use std::path::{Path, PathBuf};

use comfy_table::{presets::UTF8_HORIZONTAL_ONLY, Attribute, Cell, ContentArrangement, Table};
use futures::StreamExt;
use kernel::{CleanupResult, DeleteResult, Envelope, StoredFile, UploadStats};
use reqwest::multipart::{Form, Part};
use reqwest::{Client, RequestBuilder, Response};
use resource::Resource;
use serde::de::DeserializeOwned;
use thiserror::Error;
use tokio::fs::File;
use tokio::io::AsyncWriteExt;
use tokio_util::io::ReaderStream;

pub mod resource;

const TABLE_WIDTH: u16 = 120;

#[derive(Error, Debug)]
pub enum ClientError {
    #[error("invalid service URI '{0}'")]
    InvalidUri(String),

    #[error("request failed: {0}")]
    Http(#[from] reqwest::Error),

    #[error("server replied {status}: {message}")]
    Api { status: u16, message: String },

    #[error("unexpected reply: {0}")]
    Decode(String),

    #[error("{path}: {source}")]
    Io {
        path: String,
        source: std::io::Error,
    },
}

/// Typed access to the upload API of a running server.
pub struct UploadClient {
    base: Resource,
    token: Option<String>,
    http: Client,
}

impl UploadClient {
    pub fn new(uri: &str, token: Option<String>) -> Result<Self, ClientError> {
        let base = Resource::new(uri).ok_or_else(|| ClientError::InvalidUri(uri.to_owned()))?;
        Ok(Self {
            base,
            token,
            http: Client::new(),
        })
    }

    fn resource(&self, path: &str) -> Resource {
        let mut resource = self.base.clone();
        resource.append_path(path);
        resource
    }

    fn file_resource(&self, path: &str, file_name: &str) -> Resource {
        let mut resource = self.resource(path);
        resource.append_file_name(file_name);
        resource
    }

    fn authorized(&self, request: RequestBuilder) -> RequestBuilder {
        match &self.token {
            Some(token) => request.bearer_auth(token),
            None => request,
        }
    }

    pub async fn upload_single(&self, file: &Path) -> Result<StoredFile, ClientError> {
        let form = Form::new().part("file", file_part(file).await?);
        let request = self
            .http
            .post(self.resource("api/upload/single").to_string())
            .multipart(form);
        unwrap_envelope(self.authorized(request).send().await?).await
    }

    pub async fn upload_multiple(&self, files: &[PathBuf]) -> Result<Vec<StoredFile>, ClientError> {
        let mut form = Form::new();
        for file in files {
            form = form.part("files", file_part(file).await?);
        }
        let request = self
            .http
            .post(self.resource("api/upload/multiple").to_string())
            .multipart(form);
        unwrap_envelope(self.authorized(request).send().await?).await
    }

    /// Streams a stored file into `target` and returns the number of bytes written.
    pub async fn download(&self, file_name: &str, target: &Path) -> Result<u64, ClientError> {
        let request = self
            .http
            .get(self.file_resource("api/upload/file", file_name).to_string());
        let response = self.authorized(request).send().await?;
        if !response.status().is_success() {
            return Err(error_from(response).await);
        }

        let io_error = |source| ClientError::Io {
            path: target.display().to_string(),
            source,
        };
        let mut out = File::create(target).await.map_err(io_error)?;
        let mut stream = response.bytes_stream();
        let mut written = 0u64;
        while let Some(chunk) = stream.next().await {
            let chunk = chunk?;
            out.write_all(&chunk).await.map_err(io_error)?;
            written += chunk.len() as u64;
        }
        out.flush().await.map_err(io_error)?;
        Ok(written)
    }

    pub async fn info(&self, file_name: &str) -> Result<StoredFile, ClientError> {
        let request = self
            .http
            .get(self.file_resource("api/upload/info", file_name).to_string());
        unwrap_envelope(self.authorized(request).send().await?).await
    }

    pub async fn delete(&self, file_name: &str) -> Result<DeleteResult, ClientError> {
        let request = self
            .http
            .delete(self.file_resource("api/upload/file", file_name).to_string());
        unwrap_envelope(self.authorized(request).send().await?).await
    }

    pub async fn stats(&self) -> Result<UploadStats, ClientError> {
        let request = self.http.get(self.resource("api/upload/stats").to_string());
        unwrap_envelope(self.authorized(request).send().await?).await
    }

    pub async fn cleanup(&self, days: Option<u32>) -> Result<CleanupResult, ClientError> {
        let mut resource = self.resource("api/upload/cleanup");
        if let Some(days) = days {
            resource.append_query("days", &days.to_string());
        }
        let request = self.http.delete(resource.to_string());
        unwrap_envelope(self.authorized(request).send().await?).await
    }
}

async fn file_part(path: &Path) -> Result<Part, ClientError> {
    let io_error = |source| ClientError::Io {
        path: path.display().to_string(),
        source,
    };
    let f = File::open(path).await.map_err(io_error)?;
    let len = f.metadata().await.map_err(io_error)?.len();
    let file_name = path
        .file_name()
        .map(|n| n.to_string_lossy().into_owned())
        .unwrap_or_default();
    let stream = reqwest::Body::wrap_stream(ReaderStream::new(f));
    Ok(Part::stream_with_length(stream, len).file_name(file_name))
}

async fn unwrap_envelope<T: DeserializeOwned>(response: Response) -> Result<T, ClientError> {
    let status = response.status().as_u16();
    let body = response.text().await?;
    decode_envelope(status, &body)
}

async fn error_from(response: Response) -> ClientError {
    let status = response.status().as_u16();
    match response.text().await {
        Ok(body) => match decode_envelope::<serde_json::Value>(status, &body) {
            Err(e) => e,
            Ok(_) => ClientError::Api {
                status,
                message: body,
            },
        },
        Err(e) => e.into(),
    }
}

/// Unwraps `{success, message?, data?}`. Bodies that are not envelopes
/// (body limit rejections, proxies) become [`ClientError::Api`] with the raw text.
fn decode_envelope<T: DeserializeOwned>(status: u16, body: &str) -> Result<T, ClientError> {
    let is_success = (200..300).contains(&status);
    match serde_json::from_str::<Envelope<T>>(body) {
        Ok(Envelope {
            success: true,
            data: Some(data),
            ..
        }) if is_success => Ok(data),
        Ok(envelope) => Err(ClientError::Api {
            status,
            message: envelope
                .message
                .unwrap_or_else(|| "reply without data".to_owned()),
        }),
        Err(e) if is_success => Err(ClientError::Decode(e.to_string())),
        Err(_) => Err(ClientError::Api {
            status,
            message: body.to_owned(),
        }),
    }
}

fn new_table(header: Vec<&str>) -> Table {
    let mut table = Table::new();
    table
        .load_preset(UTF8_HORIZONTAL_ONLY)
        .set_content_arrangement(ContentArrangement::Dynamic)
        .set_width(TABLE_WIDTH)
        .set_header(
            header
                .into_iter()
                .map(|h| Cell::new(h).add_attribute(Attribute::Bold))
                .collect::<Vec<_>>(),
        );
    table
}

#[must_use]
pub fn files_table(files: &[StoredFile]) -> Table {
    let mut table = new_table(vec!["File", "Original name", "Size", "Modified", "URL"]);
    for f in files {
        let modified = f
            .modified_time
            .map(|t| t.format("%Y-%m-%d %H:%M:%S").to_string())
            .unwrap_or_default();
        table.add_row(vec![
            Cell::new(&f.filename),
            Cell::new(&f.original_name),
            Cell::new(f.size),
            Cell::new(modified),
            Cell::new(&f.url),
        ]);
    }
    table
}

#[must_use]
pub fn stats_table(stats: &UploadStats) -> Table {
    let mut table = new_table(vec!["Extension", "Files"]);
    for (extension, count) in &stats.file_types {
        let extension = if extension.is_empty() {
            "(none)"
        } else {
            extension.as_str()
        };
        table.add_row(vec![Cell::new(extension), Cell::new(count)]);
    }
    table.add_row(vec![
        Cell::new("Total").add_attribute(Attribute::Bold),
        Cell::new(format!("{} ({} bytes)", stats.total_files, stats.total_size)),
    ]);
    table
}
———
__Assigned task__. Reproduce every line of the listing above in which the string "CleanupResult" appears.

__Task response__.
use kernel::{CleanupResult, DeleteResult, Envelope, StoredFile, UploadStats};
    pub async fn cleanup(&self, days: Option<u32>) -> Result<CleanupResult, ClientError> {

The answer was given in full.